Reports show there are thought to be around three-hundred wild red wolves in North Carolina, and the United States government has agreed to release more of these endangered canines into the state as part of a court settlement with conservation organizations.
After the U.S. Fish and Wildlife Service discontinued the release of captive-bred wolves in 2020, the conservation organizations filed suit. Outside of zoos and natural preserves, they are exclusively found in eastern North Carolina.
The Red Wolf Coalition, Defenders of Wildlife, and the Animal Welfare Institute filed the action via the Southern Environmental Law Center.

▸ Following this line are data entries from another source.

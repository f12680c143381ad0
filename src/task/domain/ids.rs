//! Identifier and validated scalar types for the task domain.

use super::TaskDomainError;
use serde::{Deserialize, Serialize};
use std::fmt;
use uuid::Uuid;

/// Maximum length for a task name, matching the `VARCHAR(200)` column.
const MAX_TASK_NAME_LENGTH: usize = 200;

/// Unique identifier for a task.
#[derive(Debug, Clone, Copy, PartialEq, Eq, Hash, PartialOrd, Ord, Serialize, Deserialize)]
#[serde(transparent)]
pub struct TaskId(Uuid);

impl TaskId {
    /// Creates a new random task identifier.
    #[must_use]
    pub fn new() -> Self {
        Self(Uuid::new_v4())
    }

    /// Creates a task identifier from an existing UUID.
    #[must_use]
    pub const fn from_uuid(uuid: Uuid) -> Self {
        Self(uuid)
    }

    /// Returns the wrapped UUID.
    #[must_use]
    pub const fn into_inner(self) -> Uuid {
        self.0
    }
}

impl Default for TaskId {
    fn default() -> Self {
        Self::new()
    }
}

impl AsRef<Uuid> for TaskId {
    fn as_ref(&self) -> &Uuid {
        &self.0
    }
}

impl fmt::Display for TaskId {
    fn fmt(&self, f: &mut fmt::Formatter<'_>) -> fmt::Result {
        write!(f, "{}", self.0)
    }
}

/// Validated, trimmed task name.
#[derive(Debug, Clone, PartialEq, Eq, Hash, Serialize, Deserialize)]
#[serde(transparent)]
pub struct TaskName(String);

impl TaskName {
    /// Creates a validated task name.
    ///
    /// # Errors
    ///
    /// Returns [`TaskDomainError::EmptyTaskName`] when the value is empty
    /// after trimming or [`TaskDomainError::TaskNameTooLong`] when it exceeds
    /// 200 characters.
    pub fn new(value: impl Into<String>) -> Result<Self, TaskDomainError> {
        let raw = value.into();
        let trimmed = raw.trim();
        if trimmed.is_empty() {
            return Err(TaskDomainError::EmptyTaskName);
        }
        if trimmed.chars().count() > MAX_TASK_NAME_LENGTH {
            return Err(TaskDomainError::TaskNameTooLong(raw));
        }
        Ok(Self(trimmed.to_owned()))
    }

    /// Returns the name as `str`.
    #[must_use]
    pub fn as_str(&self) -> &str {
        &self.0
    }
}

impl AsRef<str> for TaskName {
    fn as_ref(&self) -> &str {
        self.as_str()
    }
}

impl fmt::Display for TaskName {
    fn fmt(&self, f: &mut fmt::Formatter<'_>) -> fmt::Result {
        f.write_str(&self.0)
    }
}

/// Minutes a task expects to consume in each period it recurs in.
#[derive(
    Debug, Clone, Copy, Default, PartialEq, Eq, Hash, PartialOrd, Ord, Serialize, Deserialize,
)]
#[serde(transparent)]
pub struct AllocatedMinutes(u32);

impl AllocatedMinutes {
    /// Largest allocation representable in the current `PostgreSQL` schema.
    const MAX_PERSISTED_VALUE: u32 = i32::MAX as u32;

    /// Creates a validated allocation.
    ///
    /// # Errors
    ///
    /// Returns [`TaskDomainError::AllocationTooLarge`] when the value exceeds
    /// the schema-backed maximum (`i32::MAX`).
    pub fn new(value: u64) -> Result<Self, TaskDomainError> {
        u32::try_from(value)
            .ok()
            .filter(|minutes| *minutes <= Self::MAX_PERSISTED_VALUE)
            .map(Self)
            .ok_or(TaskDomainError::AllocationTooLarge(value))
    }

    /// Returns the number of minutes.
    #[must_use]
    pub const fn value(self) -> u32 {
        self.0
    }
}

impl fmt::Display for AllocatedMinutes {
    fn fmt(&self, f: &mut fmt::Formatter<'_>) -> fmt::Result {
        write!(f, "{}", self.0)
    }
}
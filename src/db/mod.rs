//! `PostgreSQL` connection pooling and schema migrations.
//!
//! Schema changes live in `migrations/` as numbered, ordered directories.
//! They are embedded at compile time and applied through Diesel's migration
//! harness, which records every applied version in its history table so a
//! re-run only applies what is pending.

use diesel::pg::PgConnection;
use diesel::r2d2::{ConnectionManager, Pool, PoolError};
use diesel_migrations::{EmbeddedMigrations, MigrationHarness, embed_migrations};
use thiserror::Error;

/// `PostgreSQL` connection pool shared by all repository adapters.
pub type PgPool = Pool<ConnectionManager<PgConnection>>;

/// Schema migrations embedded from the `migrations/` directory.
pub const MIGRATIONS: EmbeddedMigrations = embed_migrations!("migrations");

/// Errors raised while preparing the database.
#[derive(Debug, Error)]
pub enum DatabaseSetupError {
    /// The connection pool could not be built or a connection checked out.
    #[error("connection pool error: {0}")]
    Pool(#[from] PoolError),

    /// A migration failed; the harness rolls back the failing script.
    #[error("migration failed: {0}")]
    Migration(#[source] Box<dyn std::error::Error + Send + Sync>),
}

/// Builds a connection pool for the given database URL.
///
/// # Errors
///
/// Returns [`DatabaseSetupError::Pool`] when the pool cannot establish its
/// initial connections.
pub fn connect(database_url: &str, max_size: u32) -> Result<PgPool, DatabaseSetupError> {
    let manager = ConnectionManager::<PgConnection>::new(database_url);
    let pool = Pool::builder().max_size(max_size).build(manager)?;
    Ok(pool)
}

/// Applies every pending migration and returns the versions applied.
///
/// # Errors
///
/// Returns [`DatabaseSetupError`] when a connection cannot be obtained or a
/// migration script fails.
pub fn run_pending_migrations(pool: &PgPool) -> Result<Vec<String>, DatabaseSetupError> {
    let mut connection = pool.get()?;
    let applied = connection
        .run_pending_migrations(MIGRATIONS)
        .map_err(DatabaseSetupError::Migration)?;
    Ok(applied.iter().map(ToString::to_string).collect())
}

/// Returns the migration versions already recorded in the history table.
///
/// # Errors
///
/// Returns [`DatabaseSetupError`] when a connection cannot be obtained or the
/// history table cannot be read.
pub fn applied_migrations(pool: &PgPool) -> Result<Vec<String>, DatabaseSetupError> {
    let mut connection = pool.get()?;
    let applied = connection
        .applied_migrations()
        .map_err(DatabaseSetupError::Migration)?;
    Ok(applied.iter().map(ToString::to_string).collect())
}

Papers submitted to U.S. District Court in North Carolina on Wednesday indicate a settlement deal was struck.
According to the Fish and Wildlife Services, the red wolf’s comeback was first hailed as a triumph for conservation. A tiny coastal region in southwest Louisiana and southeast Texas was all that was left of the species by 1972.
The FWS started catching wild canids in the region from 1973 to 1980 to develop a breeding program in captivity with the goal of returning the species to the wild. Point Defiance Zoo and Aquarium and the Service began a captive breeding effort for red wolves in the early 1970s. The red wolf was declared extinct in its native environment in 1980 after persecution by humans, and the destruction of its natural habitat led to a precipitous decrease in the species’ population.
Before being returned to North Carolina in 1987, red wolves had been almost wiped out by trapping, killing, and the destruction of their natural habitat throughout the Eastern United States. They can only be found in the five counties of North Carolina. The captive population of over 300 wolves has been maintained in recent years by scientists in zoos and other venues.
After the red wolves were returned, the state’s natural population reached 100 and remained steady through 2012.
Reports show Wolf populations increased by releasing captive-born pups and sterilizing space-competing coyotes. In 2015, conservative lawmakers and landowners who considered wolves a nuisance stopped such methods.
Wolves have made fighting coyotes tougher for some landowners. A federal court outlawed night hunts of coyotes in the red wolf area in 2014 because the animals are easily misidentified.